With more than 90% of older teens and adults vaccinated in San Mateo County and younger teens trailing closely behind, health officials are pleased by the progress but the more contagious and potentially lethal delta variant has fueled concerns. 

“We don’t want to twist anybody’s arm but we really want people to make an informed choice about the vaccines,” Dr. Anand Chabra, section chief of mass vaccination, said. 

The delta variant was first spotted in India and made its way to California in March. Now the mutation accounts for a majority of COVID-19 cases nationally, a trend local officials believe is true for the region. Cases in San Mateo County have spiked in recent weeks, amounting to nearly nine new cases for every 100,000 residents on a rolling seven-day average with nearly 44,000 residents having been infected. 

Hospitalizations due to the virus have also increased from low single digits just weeks ago to 23 patients as of Monday, July 26. Of those in the hospital, four are in the ICU. 

Nationally, about 95% of those hospitalized with COVID-19 are unvaccinated but Chabra said it’s been hard for officials to collect local data that accurately represents the difference in risk the delta variant poses to vaccinated people versus the unvaccinated. 

Because so many county residents are vaccinated unlike other parts of the state and country, Chabra said it’s possible the count of hospitalized vaccinated residents could skew higher than unvaccinated.  

Based on the California Department of Public Health definition of symptomatic cases with a positive test among those at least 14 days past all recommended doses of an authorized vaccine, between Dec. 29 and July 14, San Mateo County has had 158 post-vaccination cases out of a total of 17,148 cases, according to County Health officials.

Determining who to consider as a breakthrough case has also been complicated, particularly in hospital settings, he said. As an example, he questioned whether hospitals should be including COVID-positive patients who are seeking care for non-COVID related illnesses in their hospitalization counts. He noted physicians are also attempting to determine whether the virus is responsible for someone’s ailments or another preexisting condition.

“We’re still working with hospitals to have clear vaccine status information on folks hospitalized with COVID,” Chabra said, noting data should be available soon.

Kaiser Permanente, one of the largest vaccinated entities in the county was unable to provide information on how many unvaccinated patients are currently seeking care for virus related illnesses and Sutter Health did not respond to requests for comment.

Hopes of reaching herd immunity as a safeguard against virus transmission have also been called into question by officials. Chabra noted multiple national health leaders have offered varying goals for herd immunity ranging from 80% to 95% of the total population. 

As of Sunday, July 25, more than 90% of county residents ages 16 and older have received at least a first vaccine dose. Adding children ages 12 to 15, the figure slightly dips to 88.9% for a total of 592,131 people vaccinated. Of those vaccinated, 89.1% have completed the vaccination series. 

But the county’s 90% only account for those who are eligible for vaccination and excludes children ages 11 and younger, Chabra noted. Accounting for the county’s total population, the rate is closer to 76%. Until a vaccine is approved for younger children sometime later this year or in early 2022, the county is unlikely to meet herd immunity, he said. 

Vaccine rates among some of the county’s most hesitant residents would also need to increase. With about 1,000 doses administered across the county a week, Chabra said most are occurring in Healthy Places Census Tracts, areas identified by the state to be the most socioeconomically disadvantaged. 

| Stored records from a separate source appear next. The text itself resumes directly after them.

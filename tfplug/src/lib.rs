//! Terraform Plugin Protocol v6 for async Rust providers
//!
//! A provider implements [`Provider`] and hands out factories for its
//! [`Resource`]s and [`DataSource`]s; [`serve`] runs the plugin process.
//! Schemas are declared with the builders in [`schema`], values are read
//! and written through [`DynamicValue`] and [`AttributePath`].

pub mod context;
pub mod data_source;
pub mod defaults;
pub mod error;
pub mod grpc;
pub mod import;
pub mod plan_modifier;
pub mod proto;
pub mod provider;
pub mod resource;
pub mod schema;
pub mod server;
pub mod types;
pub mod validator;

pub use context::Context;
pub use data_source::{DataSource, DataSourceWithConfigure};
pub use error::{Result, TfplugError};
pub use grpc::GrpcProviderServer;
pub use import::import_state_passthrough_id;
pub use provider::{Provider, ProviderData};
pub use resource::{
    Resource, ResourceWithConfigure, ResourceWithImportState, ResourceWithModifyPlan,
    ResourceWithUpgradeState,
};
pub use schema::{AttributeBuilder, AttributeType, NestedBlockBuilder, Schema, SchemaBuilder};
pub use server::{serve, LogLevel, ServerConfig};
pub use types::{AttributePath, Diagnostic, Dynamic, DynamicValue};
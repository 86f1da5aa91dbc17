//! Pieces shared by resources that live inside an API Management service

use tfplug::plan_modifier::RequiresReplace;
use tfplug::schema::{Attribute, AttributeBuilder, AttributeType};
use tfplug::types::{Diagnostic, DynamicValue};

use crate::api::Client;
use crate::parse::ApiManagementId;
use crate::resources::common::{attr, required_string};
use crate::validate::attribute;

/// `api_management_name` and `resource_group_name`, both forcing replacement
pub(crate) fn parent_attributes() -> [Attribute; 2] {
    [
        AttributeBuilder::new("api_management_name", AttributeType::String)
            .description("The name of the API Management service")
            .required()
            .validator(attribute::api_management_service_name())
            .plan_modifier(RequiresReplace::create())
            .build(),
        AttributeBuilder::new("resource_group_name", AttributeType::String)
            .description("The resource group holding the API Management service")
            .required()
            .validator(attribute::resource_group_name())
            .plan_modifier(RequiresReplace::create())
            .build(),
    ]
}

pub(crate) fn parent_service_id(
    client: &Client,
    config: &DynamicValue,
) -> Result<ApiManagementId, Diagnostic> {
    Ok(ApiManagementId::new(
        client.subscription_id(),
        &required_string(config, "resource_group_name")?,
        &required_string(config, "api_management_name")?,
    ))
}

/// The service reports unset text properties as empty strings
pub(crate) fn non_empty(value: Option<&str>) -> Option<&str> {
    value.filter(|v| !v.is_empty())
}

/// Optional string from the first element of a list-nested block
pub(crate) fn block_string(block: Option<&DynamicValue>, name: &str) -> Option<String> {
    block.and_then(|b| b.get_optional_string(&attr(name)))
}
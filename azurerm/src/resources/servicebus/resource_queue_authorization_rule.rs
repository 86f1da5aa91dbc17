//! Service Bus queue authorization rule resource

use super::authorization_rule::{AuthorizationRuleResource, RuleScope};
use crate::migration::{queue_authorization_rule_v0_to_v1, Upgrader};
use crate::parse::{ParseError, QueueAuthorizationRuleId, QueueId};

pub struct QueueRuleScope;

impl RuleScope for QueueRuleScope {
    const TYPE_NAME: &'static str = "azurerm_servicebus_queue_authorization_rule";
    const PARENT_ATTRIBUTE: &'static str = "queue_id";
    const PARENT_KIND: &'static str = "queue";
    const UPGRADERS: &'static [Upgrader] = &[queue_authorization_rule_v0_to_v1];

    type Id = QueueAuthorizationRuleId;
    type ParentId = QueueId;

    fn parse(input: &str) -> Result<Self::Id, ParseError> {
        QueueAuthorizationRuleId::parse(input)
    }

    fn parse_parent(input: &str) -> Result<Self::ParentId, ParseError> {
        QueueId::parse(input)
    }

    fn rule_id(parent: &QueueId, name: &str) -> QueueAuthorizationRuleId {
        QueueAuthorizationRuleId::new(
            &parent.subscription_id,
            &parent.resource_group,
            &parent.namespace_name,
            &parent.name,
            name,
        )
    }

    fn parent_of(id: &QueueAuthorizationRuleId) -> QueueId {
        id.queue_id()
    }

    fn name_of(id: &QueueAuthorizationRuleId) -> &str {
        &id.name
    }
}

pub type ServiceBusQueueAuthorizationRuleResource = AuthorizationRuleResource<QueueRuleScope>;
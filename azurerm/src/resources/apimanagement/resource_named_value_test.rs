#[cfg(test)]
mod tests {
    use super::super::*;
    use crate::api::test_helpers::mock_token;
    use crate::resources::test_helpers::{block, object, provider_data_any};
    use mockito::{Matcher, Server};
    use tfplug::types::{ClientCapabilities, Dynamic};

    const NAMED_VALUE_PATH: &str = "/subscriptions/00000000-0000-0000-0000-000000000000/resourceGroups/rg/providers/Microsoft.ApiManagement/service/apim1/namedValues/backend-key";
    const SECRET_ID: &str = "https://vault1.vault.azure.net/secrets/backend-key";

    fn config(value: Option<&str>, key_vault: bool, secret: bool) -> DynamicValue {
        let key_vault = if key_vault {
            block(&[
                ("secret_id", SECRET_ID.into()),
                ("identity_client_id", Dynamic::Null),
            ])
        } else {
            Dynamic::List(vec![])
        };
        object(&[
            ("name", "backend-key".into()),
            ("api_management_name", "apim1".into()),
            ("resource_group_name", "rg".into()),
            ("display_name", "BackendKey".into()),
            ("value", value.into()),
            ("secret", secret.into()),
            ("tags", Dynamic::List(vec!["backend".into()])),
            ("value_from_key_vault", key_vault),
        ])
    }

    async fn configured(server_url: &str) -> ApiManagementNamedValueResource {
        let mut resource = ApiManagementNamedValueResource::new();
        resource
            .configure(
                Context::new(),
                ConfigureResourceRequest {
                    provider_data: provider_data_any(server_url),
                },
            )
            .await;
        resource
    }

    #[test]
    fn test_exactly_one_source() {
        assert!(validate_source(&config(Some("s3cr3t"), false, false)).is_empty());
        assert!(validate_source(&config(None, true, true)).is_empty());

        let both = validate_source(&config(Some("s3cr3t"), true, true));
        assert_eq!(both.len(), 1);
        assert_eq!(both[0].summary, "Invalid named value source");

        let neither = validate_source(&config(None, false, false));
        assert_eq!(neither.len(), 1);
    }

    #[test]
    fn test_key_vault_requires_secret() {
        let diagnostics = validate_source(&config(None, true, false));
        assert_eq!(diagnostics.len(), 1);
        assert_eq!(diagnostics[0].summary, "Invalid secret");
    }

    #[test]
    fn test_expand_key_vault_reference() {
        let props = expand_named_value(&config(None, true, true)).properties;
        assert!(props.value.is_none());
        assert_eq!(props.secret, Some(true));
        assert_eq!(props.tags, Some(vec!["backend".to_string()]));
        let key_vault = props.key_vault.unwrap();
        assert_eq!(key_vault.secret_identifier.as_deref(), Some(SECRET_ID));
        assert!(key_vault.identity_client_id.is_none());
    }

    #[tokio::test]
    async fn test_create_secret_value() {
        let mut server = Server::new_async().await;
        let _token = mock_token(&mut server).await;

        let _absent = server
            .mock("GET", NAMED_VALUE_PATH)
            .match_query(Matcher::Any)
            .with_status(404)
            .with_body(r#"{"error":{"code":"ResourceNotFound","message":"missing"}}"#)
            .expect(1)
            .create_async()
            .await;
        let put = server
            .mock("PUT", NAMED_VALUE_PATH)
            .match_query(Matcher::Any)
            .match_body(Matcher::PartialJson(serde_json::json!({
                "properties": {"displayName": "BackendKey", "value": "s3cr3t", "secret": true}
            })))
            .with_status(202)
            .with_header("location", &format!("{}/operations/1", server.url()))
            .create_async()
            .await;
        let _operation = server
            .mock("GET", "/operations/1")
            .with_status(200)
            .create_async()
            .await;
        let _get = server
            .mock("GET", NAMED_VALUE_PATH)
            .match_query(Matcher::Any)
            .with_body(r#"{"properties":{"displayName":"BackendKey","secret":true,"tags":["backend"]}}"#)
            .create_async()
            .await;

        let config = config(Some("s3cr3t"), false, true);
        let mut planned = config.clone();
        planned.set_value(&attr("id"), Dynamic::Unknown).unwrap();

        let resource = configured(&server.url()).await;
        let response = resource
            .create(
                Context::new(),
                CreateResourceRequest {
                    type_name: TYPE_NAME.to_string(),
                    config,
                    planned_state: planned,
                    planned_private: vec![],
                    provider_meta: None,
                },
            )
            .await;

        assert!(response.diagnostics.is_empty(), "{:?}", response.diagnostics);
        assert_eq!(
            response.new_state.get_string(&attr("value")).unwrap(),
            "s3cr3t"
        );
        put.assert_async().await;
    }

    #[tokio::test]
    async fn test_read_keeps_secret_value_from_state() {
        let mut server = Server::new_async().await;
        let _token = mock_token(&mut server).await;
        let _get = server
            .mock("GET", NAMED_VALUE_PATH)
            .match_query(Matcher::Any)
            .with_body(r#"{"properties":{"displayName":"Renamed","secret":true}}"#)
            .create_async()
            .await;

        let mut current = config(Some("s3cr3t"), false, true);
        current
            .set_string(&attr("id"), NAMED_VALUE_PATH.to_string())
            .unwrap();

        let resource = configured(&server.url()).await;
        let response = resource
            .read(
                Context::new(),
                ReadResourceRequest {
                    type_name: TYPE_NAME.to_string(),
                    current_state: current,
                    private: vec![],
                    provider_meta: None,
                    client_capabilities: ClientCapabilities::default(),
                },
            )
            .await;

        let state = response.new_state.unwrap();
        assert_eq!(state.get_string(&attr("value")).unwrap(), "s3cr3t");
        assert_eq!(state.get_string(&attr("display_name")).unwrap(), "Renamed");
        assert!(state.get(&attr("tags")).is_null());
    }

    #[tokio::test]
    async fn test_read_plain_value_and_key_vault_block() {
        let mut server = Server::new_async().await;
        let _token = mock_token(&mut server).await;
        let _get = server
            .mock("GET", NAMED_VALUE_PATH)
            .match_query(Matcher::Any)
            .with_body(format!(
                r#"{{"properties":{{"displayName":"BackendKey","secret":false,"value":"plain","keyVault":{{"secretIdentifier":"{}"}}}}}}"#,
                SECRET_ID
            ))
            .create_async()
            .await;

        let resource = configured(&server.url()).await;
        let response = resource
            .read(
                Context::new(),
                ReadResourceRequest {
                    type_name: TYPE_NAME.to_string(),
                    current_state: object(&[("id", NAMED_VALUE_PATH.into())]),
                    private: vec![],
                    provider_meta: None,
                    client_capabilities: ClientCapabilities::default(),
                },
            )
            .await;

        let state = response.new_state.unwrap();
        assert_eq!(state.get_string(&attr("value")).unwrap(), "plain");
        let key_vault = state.get_blocks(&attr("value_from_key_vault"));
        assert_eq!(key_vault.len(), 1);
        assert_eq!(key_vault[0].get_string(&attr("secret_id")).unwrap(), SECRET_ID);
        assert!(key_vault[0].get(&attr("identity_client_id")).is_null());
    }
}
#[async_trait]
impl<S: RuleScope> Resource for AuthorizationRuleResource<S> {
    fn type_name(&self) -> &str {
        S::TYPE_NAME
    }

    async fn schema(
        &self,
        _ctx: Context,
        _request: ResourceSchemaRequest,
    ) -> ResourceSchemaResponse {
        let schema = SchemaBuilder::new()
            .version(1)
            .description(&format!(
                "Manages an authorization rule on a Service Bus {}",
                S::PARENT_KIND
            ))
            .attribute(
                AttributeBuilder::new("id", AttributeType::String)
                    .computed()
                    .plan_modifier(UseStateForUnknown::create())
                    .build(),
            )
            .attribute(
                AttributeBuilder::new("name", AttributeType::String)
                    .description("The name of the authorization rule")
                    .required()
                    .validator(attribute::authorization_rule_name())
                    .plan_modifier(RequiresReplace::create())
                    .build(),
            )
            .attribute(
                AttributeBuilder::new(S::PARENT_ATTRIBUTE, AttributeType::String)
                    .description(&format!("The ARM ID of the {}", S::PARENT_KIND))
                    .required()
                    .plan_modifier(RequiresReplace::create())
                    .build(),
            )
            .attribute(right_attribute("listen", "Grants receive access"))
            .attribute(right_attribute("send", "Grants send access"))
            .attribute(right_attribute(
                "manage",
                "Grants management access; requires listen and send",
            ))
            .attribute(key_attribute("primary_key", "The primary shared access key"))
            .attribute(key_attribute("secondary_key", "The secondary shared access key"))
            .attribute(key_attribute(
                "primary_connection_string",
                "Connection string using the primary key",
            ))
            .attribute(key_attribute(
                "secondary_connection_string",
                "Connection string using the secondary key",
            ))
            .attribute(key_attribute(
                "primary_connection_string_alias",
                "Primary connection string through the disaster recovery alias",
            ))
            .attribute(key_attribute(
                "secondary_connection_string_alias",
                "Secondary connection string through the disaster recovery alias",
            ))
            .build();

        ResourceSchemaResponse {
            schema,
            diagnostics: vec![],
        }
    }

    async fn validate(
        &self,
        _ctx: Context,
        request: ValidateResourceConfigRequest,
    ) -> ValidateResourceConfigResponse {
        let mut diagnostics = validate_rights(&request.config);

        if let Some(parent) = request
            .config
            .get_optional_string(&attr(S::PARENT_ATTRIBUTE))
        {
            if let Err(e) = S::parse_parent(&parent) {
                diagnostics.push(
                    Diagnostic::error(
                        format!("Invalid {}", S::PARENT_ATTRIBUTE),
                        format!("parsing {:?}: {}", parent, e),
                    )
                    .with_attribute(attr(S::PARENT_ATTRIBUTE)),
                );
            }
        }

        ValidateResourceConfigResponse { diagnostics }
    }

    async fn create(&self, ctx: Context, request: CreateResourceRequest) -> CreateResourceResponse {
        let Some(provider_data) = &self.provider_data else {
            return create_failed(not_configured());
        };
        let client = &provider_data.client;

        let id = match self.rule_id(&request.config) {
            Ok(id) => id,
            Err(diag) => return create_failed(diag),
        };

        let api = client.servicebus();
        if let Err(diag) = ensure_absent(api.get_authorization_rule(&id).await, &id.id()) {
            return create_failed(diag);
        }

        info!("Creating {} {}", S::TYPE_NAME, id);
        if let Err(e) = api
            .create_or_update_authorization_rule(&ctx, &id, &expand_rights(&request.config))
            .await
        {
            return create_failed(api_diagnostic(
                format!("Failed to create authorization rule {:?}", S::name_of(&id)),
                &e,
            ));
        }

        let mut new_state = request.planned_state;
        let mut diagnostics = vec![];
        if let Err(e) = Self::refresh(client, &id, &mut new_state, WriteMode::Apply).await {
            diagnostics.push(api_diagnostic("Failed to read created authorization rule", &e));
        }

        CreateResourceResponse {
            new_state,
            private: vec![],
            diagnostics,
        }
    }

    async fn read(&self, _ctx: Context, request: ReadResourceRequest) -> ReadResourceResponse {
        let Some(provider_data) = &self.provider_data else {
            return read_failed(request.current_state, request.private, not_configured());
        };

        let id = match state_id(&request.current_state, S::parse) {
            Ok(id) => id,
            Err(diag) => return read_failed(request.current_state, request.private, diag),
        };

        let mut state = request.current_state.clone();
        let result = Self::refresh(&provider_data.client, &id, &mut state, WriteMode::Refresh)
            .await
            .map(|_| state);
        read_response(
            S::TYPE_NAME,
            &id.id(),
            result,
            request.current_state,
            request.private,
        )
    }

    async fn update(&self, ctx: Context, request: UpdateResourceRequest) -> UpdateResourceResponse {
        let Some(provider_data) = &self.provider_data else {
            return update_failed(request.prior_state, not_configured());
        };
        let client = &provider_data.client;

        let id = match state_id(&request.prior_state, S::parse) {
            Ok(id) => id,
            Err(diag) => return update_failed(request.prior_state, diag),
        };

        info!("Updating {} {}", S::TYPE_NAME, id);
        if let Err(e) = client
            .servicebus()
            .create_or_update_authorization_rule(&ctx, &id, &expand_rights(&request.config))
            .await
        {
            return update_failed(
                request.prior_state,
                api_diagnostic(
                    format!("Failed to update authorization rule {:?}", S::name_of(&id)),
                    &e,
                ),
            );
        }

        let mut new_state = request.planned_state;
        let mut diagnostics = vec![];
        if let Err(e) = Self::refresh(client, &id, &mut new_state, WriteMode::Apply).await {
            diagnostics.push(api_diagnostic("Failed to read updated authorization rule", &e));
        }

        UpdateResourceResponse {
            new_state,
            private: vec![],
            diagnostics,
        }
    }

    async fn delete(&self, ctx: Context, request: DeleteResourceRequest) -> DeleteResourceResponse {
        let mut diagnostics = vec![];

        let Some(provider_data) = &self.provider_data else {
            diagnostics.push(not_configured());
            return DeleteResourceResponse { diagnostics };
        };

        match state_id(&request.prior_state, S::parse) {
            Ok(id) => {
                info!("Deleting {} {}", S::TYPE_NAME, id);
                if let Err(e) = provider_data
                    .client
                    .servicebus()
                    .delete_authorization_rule(&ctx, &id)
                    .await
                {
                    diagnostics.push(api_diagnostic(
                        format!("Failed to delete authorization rule {:?}", S::name_of(&id)),
                        &e,
                    ));
                }
            }
            Err(diag) => diagnostics.push(diag),
        }

        DeleteResourceResponse { diagnostics }
    }

    fn as_upgrade_state(&self) -> Option<&dyn ResourceWithUpgradeState> {
        Some(self)
    }

    fn as_import_state(&self) -> Option<&dyn ResourceWithImportState> {
        Some(self)
    }
}
/// Custom hostnames grouped by kind; the built-in `*.azure-api.net` names are skipped
pub(crate) fn flatten_hostnames(
    remote: &[HostnameConfiguration],
    prior: Option<&DynamicValue>,
) -> Option<HashMap<String, Dynamic>> {
    let custom: Vec<&HostnameConfiguration> = remote
        .iter()
        .filter(|h| {
            !h.certificate_source
                .as_deref()
                .is_some_and(|s| s.eq_ignore_ascii_case("BuiltIn"))
        })
        .collect();
    if custom.is_empty() {
        return None;
    }

    let mut grouped = HashMap::new();
    for (name, kind) in HOSTNAME_KINDS {
        let prior_entries = prior
            .map(|p| p.get_blocks(&attr(name)))
            .unwrap_or_default();
        let entries = custom
            .iter()
            .filter(|h| h.hostname_type.eq_ignore_ascii_case(kind))
            .map(|h| {
                let prior_entry = prior_entries.iter().find(|p| {
                    p.get_optional_string(&attr("host_name"))
                        .is_some_and(|host| host.eq_ignore_ascii_case(&h.host_name))
                });
                let kept = |field: &str| -> Dynamic {
                    prior_entry
                        .and_then(|p| p.get_optional_string(&attr(field)))
                        .into()
                };
                let mut fields = block_fields([
                    ("host_name", h.host_name.clone().into()),
                    ("key_vault_id", h.key_vault_id.clone().into()),
                    ("certificate", kept("certificate")),
                    ("certificate_password", kept("certificate_password")),
                    (
                        "negotiate_client_certificate",
                        h.negotiate_client_certificate.unwrap_or(false).into(),
                    ),
                    (
                        "ssl_keyvault_identity_client_id",
                        h.identity_client_id.clone().into(),
                    ),
                ]);
                if name == "proxy" {
                    fields.insert(
                        "default_ssl_binding".to_string(),
                        h.default_ssl_binding.unwrap_or(false).into(),
                    );
                }
                Dynamic::Map(fields)
            })
            .collect();
        grouped.insert(name.to_string(), Dynamic::List(entries));
    }
    Some(grouped)
}

/// Regions beyond the primary one, scaled like the primary unless overridden
pub(crate) fn expand_additional_locations(config: &DynamicValue, sku: &ServiceSku) -> Vec<AdditionalLocation> {
    config
        .get_blocks(&attr("additional_location"))
        .into_iter()
        .map(|location| {
            let zones = location.get_string_list(&attr("zones"));
            let capacity = location
                .get_optional_i64(&attr("capacity"))
                .filter(|c| *c > 0)
                .unwrap_or(sku.capacity);
            AdditionalLocation {
                location: location
                    .get_optional_string(&attr("location"))
                    .map(|l| normalize_location(&l))
                    .unwrap_or_default(),
                sku: ServiceSku {
                    name: sku.name.clone(),
                    capacity,
                },
                zones: (!zones.is_empty()).then_some(zones),
                virtual_network_configuration: location
                    .get_block(&attr("virtual_network_configuration"))
                    .and_then(|b| b.get_optional_string(&attr("subnet_id")))
                    .map(|subnet_resource_id| VirtualNetworkConfiguration { subnet_resource_id }),
                disable_gateway: location.get_optional_bool(&attr("gateway_disabled")),
                ..Default::default()
            }
        })
        .collect()
}

pub(crate) fn flatten_additional_locations(
    remote: &[AdditionalLocation],
    prior: &[DynamicValue],
) -> Vec<HashMap<String, Dynamic>> {
    remote
        .iter()
        .enumerate()
        .map(|(i, location)| {
            let prior = prior.get(i);
            let prior_location = prior.and_then(|p| p.get_optional_string(&attr("location")));
            let prior_subnet = prior
                .and_then(|p| p.get_block(&attr("virtual_network_configuration")))
                .and_then(|b| b.get_optional_string(&attr("subnet_id")));
            let vnet: Vec<Dynamic> = location
                .virtual_network_configuration
                .as_ref()
                .and_then(|v| id_for_state(prior_subnet, Some(v.subnet_resource_id.clone())))
                .map(|subnet| Dynamic::Map(block_fields([("subnet_id", subnet.into())])))
                .into_iter()
                .collect();
            let strings = |values: &[String]| -> Dynamic {
                Dynamic::List(values.iter().cloned().map(Dynamic::String).collect())
            };

            block_fields([
                (
                    "location",
                    location_for_state(prior_location, Some(location.location.clone())).into(),
                ),
                ("capacity", location.sku.capacity.into()),
                (
                    "zones",
                    location
                        .zones
                        .as_deref()
                        .filter(|z| !z.is_empty())
                        .map(strings)
                        .unwrap_or(Dynamic::Null),
                ),
                (
                    "gateway_disabled",
                    location.disable_gateway.unwrap_or(false).into(),
                ),
                ("gateway_regional_url", location.gateway_regional_url.clone().into()),
                ("public_ip_addresses", strings(&location.public_ip_addresses)),
                ("private_ip_addresses", strings(&location.private_ip_addresses)),
                ("virtual_network_configuration", Dynamic::List(vnet)),
            ])
        })
        .collect()
}

pub(crate) fn expand_certificates(config: &DynamicValue) -> Vec<CertificateConfiguration> {
    config
        .get_blocks(&attr("certificate"))
        .into_iter()
        .map(|certificate| CertificateConfiguration {
            encoded_certificate: certificate.get_optional_string(&attr("encoded_certificate")),
            certificate_password: certificate
                .get_optional_string(&attr("certificate_password"))
                .filter(|p| !p.is_empty()),
            store_name: certificate
                .get_optional_string(&attr("store_name"))
                .unwrap_or_default(),
            certificate: None,
        })
        .collect()
}

/// The service never returns the uploaded certificate, so it comes from the prior state
pub(crate) fn flatten_certificates(
    remote: &[CertificateConfiguration],
    prior: &[DynamicValue],
) -> Vec<HashMap<String, Dynamic>> {
    remote
        .iter()
        .enumerate()
        .map(|(i, certificate)| {
            let kept = |field: &str| -> Dynamic {
                prior
                    .get(i)
                    .and_then(|p| p.get_optional_string(&attr(field)))
                    .into()
            };
            let info = certificate.certificate.as_ref();
            block_fields([
                ("encoded_certificate", kept("encoded_certificate")),
                ("certificate_password", kept("certificate_password")),
                ("store_name", certificate.store_name.clone().into()),
                ("expiry", info.map(|c| c.expiry.clone()).into()),
                ("subject", info.map(|c| c.subject.clone()).into()),
                ("thumbprint", info.map(|c| c.thumbprint.clone()).into()),
            ])
        })
        .collect()
}

/// Without a block sign-in is disabled
pub(crate) fn expand_sign_in(config: &DynamicValue) -> PortalSigninSettings {
    PortalSigninSettings {
        properties: PortalSigninProperties {
            enabled: config
                .get_block(&attr("sign_in"))
                .and_then(|b| b.get_optional_bool(&attr("enabled")))
                .unwrap_or(false),
        },
    }
}

pub(crate) fn flatten_sign_in(settings: &PortalSigninSettings) -> HashMap<String, Dynamic> {
    block_fields([("enabled", settings.properties.enabled.into())])
}

pub(crate) fn expand_sign_up(config: &DynamicValue) -> PortalSignupSettings {
    let Some(sign_up) = config.get_block(&attr("sign_up")) else {
        return PortalSignupSettings::default();
    };
    let terms = sign_up.get_block(&attr("terms_of_service"));
    let terms_flag = |name: &str| {
        terms
            .as_ref()
            .and_then(|t| t.get_optional_bool(&attr(name)))
            .unwrap_or(false)
    };

    PortalSignupSettings {
        properties: PortalSignupProperties {
            enabled: sign_up.get_optional_bool(&attr("enabled")).unwrap_or(false),
            terms_of_service: TermsOfService {
                enabled: terms_flag("enabled"),
                consent_required: terms_flag("consent_required"),
                text: terms
                    .as_ref()
                    .and_then(|t| t.get_optional_string(&attr("text")))
                    .filter(|t| !t.is_empty()),
            },
        },
    }
}

pub(crate) fn flatten_sign_up(settings: &PortalSignupSettings) -> HashMap<String, Dynamic> {
    let terms = &settings.properties.terms_of_service;
    block_fields([
        ("enabled", settings.properties.enabled.into()),
        (
            "terms_of_service",
            Dynamic::List(vec![Dynamic::Map(block_fields([
                ("enabled", terms.enabled.into()),
                ("consent_required", terms.consent_required.into()),
                ("text", terms.text.clone().into()),
            ]))]),
        ),
    ])
}

/// Sign-in and sign-up blocks only matter once configured or enabled remotely
pub(crate) fn all_disabled(fields: &HashMap<String, Dynamic>) -> bool {
    fields.values().all(|value| match value {
        Dynamic::Bool(enabled) => !enabled,
        Dynamic::Null => true,
        Dynamic::List(items) => items.iter().all(|item| match item {
            Dynamic::Map(inner) => all_disabled(inner),
            _ => false,
        }),
        _ => false,
    })
}

/// A link wins over inline content, matching how the state keeps both
pub(crate) fn expand_policy(value: &DynamicValue) -> Option<Policy> {
    let policy = value.get_block(&attr("policy"))?;
    let non_empty = |name: &str| {
        policy
            .get_optional_string(&attr(name))
            .filter(|v| !v.is_empty())
    };

    let (format, value) = match (non_empty("xml_link"), non_empty("xml_content")) {
        (Some(link), _) => (POLICY_XML_LINK, link),
        (None, Some(content)) => (POLICY_XML, content),
        (None, None) => return None,
    };
    Some(Policy {
        properties: PolicyProperties {
            format: format.to_string(),
            value,
        },
    })
}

The progress has reduced the county’s vaccine gap among its most underserved populations from nearly 13% to 12% within a month, Chabra said, calling the efforts a “slow progress.” 

Referencing anecdotal information, he said some residents have been motivated to access vaccinations due to work requirements or to seeing loved ones become ill after contracting the virus, likely the delta variant. 

Chabra stressed the importance of getting vaccinated as soon as possible and doubled down on calls for all residents to wear face coverings indoors regardless of vaccination status out of an abundance of caution. 

“The news about the delta variant and the increase in cases right now … is discouraging news in the big picture,” Chabra said. “But that said, I’m really happy we have a good vaccination rate in the county and we’re making progress in communities most impacted.” 

Note to reader: This story has been updated to reflect the correct percentage of county residents who have received at least one vaccine dose. Roughly 76% of county residents have been vaccinated.